肝细胞性肝癌（HCC）是世界范围内发病率最高恶性肿瘤之一，每年新发病例约有100万^[10]，也是我国最常见且恶性程度最高的恶性肿瘤之一^[11]。肝癌死亡率高的原因在于复发转移，由于其确切的机制仍不清楚，虽然目前临床上对肝癌的复发转移采取的干预措施，如术前经皮穿刺肝动脉栓塞（TAE）或栓塞化疗（TACE）术后TACE和生物靶向治疗^[12]，但是整体治疗效果仍不满意。因此研究肝癌侵袭转移的分子机制, 寻找基因检测的新靶点，并采取有效的预防治疗措施是提高肝癌患者疗效、改善肝癌患者预后的突破口。

肝癌侵袭和转移是一个多因素、多步骤的非常复杂的过程，包括上皮细胞极性改变、肿瘤细胞间黏附改变，运动能力增强，穿透基底膜，血管生成等一系列变化。肝癌的侵袭和转移涉及多种信号通路如JAK/STAT，PI3K/AKT ^[13]，WNT/β-catenin ^[14]，NF-κB ^[15]等，涉及到多种粘附分子^[16]、基质金属蛋白酶、细胞因子及其所参与的信号转导、癌基因和抑癌基因的表达和调控的改变。

IFITM3基因参与调节原始生殖细胞的迁移、丙型肝炎病毒（HCV）感染及内胚层定位，介导调节内皮细胞、白细胞的黏附和凋亡等生物学过程^[17-19]。除此之外，还在乳腺癌、神经胶质瘤、黑色素瘤、胃癌、宫颈癌等多数恶性肿瘤中广泛高表达，并与肿瘤的病理分化程度呈正相关，同时参与肿瘤发生、发展及扩散、转移过程^[6-9]，说明其在恶性肿瘤的发生、发展及侵袭、转移过程中起着重要作用。然而IFITM3在肝癌中的异常表达国内外罕见报道，本实验主要研究IFITM3是否也参与肝癌的发生发展以及侵袭转移。

本研究通过运用Western blotting及免疫组织化学方法检测肝癌及癌旁组织中IFITM3蛋白表达情况，结果发现和癌旁组织相比，IFITM3在肝癌组织中过表达，差异具有统计学意义（P < 0.05），首次表明IFITM3高表达与肝癌的发生、发展有关。下调IFITM3表达后后，运用实时荧光定量PCR和Western blotting检测结果发现IFITM3的mRNA及蛋白的表达均明显降低，差异具有统计学意义（P < 0.05）；CCK8结果显示与空白对照组和无义序列组相比，沉默IFITM3表达后，肝癌细胞HepG2的增值能力明显下降（P < 0.05）；下调IFITM3表达后，Transwell实验和划痕实验检测肝癌细胞的侵袭和迁移能力也明显下降（P < 0.05），说明IFITM3影响肝癌细胞的侵袭和转移能力。

IFITM3在肝癌细胞增殖和侵袭过程中具体分子生物机制尚不清楚。研究表明^[20]抑制IFITM3可以通过影响骨桥蛋白（OPN）mRNA的稳定性来降低OPN的表达，OPN是一种具有多种功能的分泌性磷酸化糖蛋白，可促进细胞的黏附和迁移，被认为是恶性转化的分泌性蛋白，而OPN在肝癌中高表达，沉默OPN基因对肝癌侵袭转移具有抑制作用^[21-22]。OPN可以激活JAK/STAT3通路影响肿瘤进展，STAT3可以促进类似MMP2这样的基因发挥促进肝癌侵袭作用^[23]。所以我们推测IFITM3可能通过JAK/STAT3通路调控MMP2影响肝癌细胞增殖和侵袭。

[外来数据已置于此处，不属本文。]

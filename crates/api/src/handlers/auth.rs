use axum::{extract::State, http::StatusCode, Json};
use std::sync::Arc;

use salonbook_core::{
    errors::BookingError,
    models::user::{AuthResponse, LoginRequest, RegisterRequest, User},
};

use crate::{
    middleware::{auth, error_handling::AppError},
    ApiState,
};

#[axum::debug_handler]
pub async fn register(
    State(state): State<Arc<ApiState>>,
    Json(payload): Json<RegisterRequest>,
) -> Result<(StatusCode, Json<AuthResponse>), AppError> {
    if payload.password.len() < 6 {
        return Err(AppError(BookingError::InvalidRequest(
            "Password must be at least 6 characters".to_string(),
        )));
    }

    let password_hash = auth::hash_password(&payload.password).map_err(BookingError::Database)?;

    let db_user = salonbook_db::repositories::user::create_user(
        &state.db_pool,
        &payload.email,
        &password_hash,
        &payload.name,
        &payload.phone,
    )
    .await
    .map_err(|e| {
        if salonbook_db::repositories::user::is_unique_violation(&e) {
            BookingError::InvalidRequest("Email already registered".to_string())
        } else {
            salonbook_db::classify_error(e)
        }
    })?;

    let token = auth::create_token(
        db_user.id,
        &db_user.role,
        &state.config.jwt_secret,
        state.config.token_ttl_hours,
    )
    .map_err(BookingError::Database)?;

    Ok((
        StatusCode::CREATED,
        Json(AuthResponse {
            token,
            user: User::from(db_user),
        }),
    ))
}

#[axum::debug_handler]
pub async fn login(
    State(state): State<Arc<ApiState>>,
    Json(payload): Json<LoginRequest>,
) -> Result<Json<AuthResponse>, AppError> {
    let db_user = salonbook_db::repositories::user::get_user_by_email(&state.db_pool, &payload.email)
        .await
        .map_err(salonbook_db::classify_error)?
        .ok_or_else(|| BookingError::Authentication("Invalid credentials".to_string()))?;

    let is_valid = auth::verify_password(&payload.password, &db_user.password_hash)
        .map_err(BookingError::Database)?;
    if !is_valid {
        return Err(AppError(BookingError::Authentication(
            "Invalid credentials".to_string(),
        )));
    }

    let token = auth::create_token(
        db_user.id,
        &db_user.role,
        &state.config.jwt_secret,
        state.config.token_ttl_hours,
    )
    .map_err(BookingError::Database)?;

    Ok(Json(AuthResponse {
        token,
        user: User::from(db_user),
    }))
}

#[axum::debug_handler]
pub async fn profile(
    State(state): State<Arc<ApiState>>,
    user: auth::AuthUser,
) -> Result<Json<User>, AppError> {
    let db_user = salonbook_db::repositories::user::get_user_by_id(&state.db_pool, user.user_id)
        .await
        .map_err(salonbook_db::classify_error)?
        .ok_or_else(|| BookingError::NotFound("User not found".to_string()))?;

    Ok(Json(User::from(db_user)))
}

综上所述，本研究首次证实了IFITM3在原发性肝癌中呈高表达，下调IFITM3表达可引起肝癌细胞增殖能力减弱，并抑制肝癌细胞的侵袭和迁移能力。首次说明IFITM3在原发性肝癌的发生、发展及侵袭、转移过程中起着重要作用。本课题组将深入探究IFITM3在肝癌细胞增殖和侵袭过程中发挥重要作用的具体分子生物机制，未来可将IFITM3做为原发性肝癌基因治疗的候选靶点。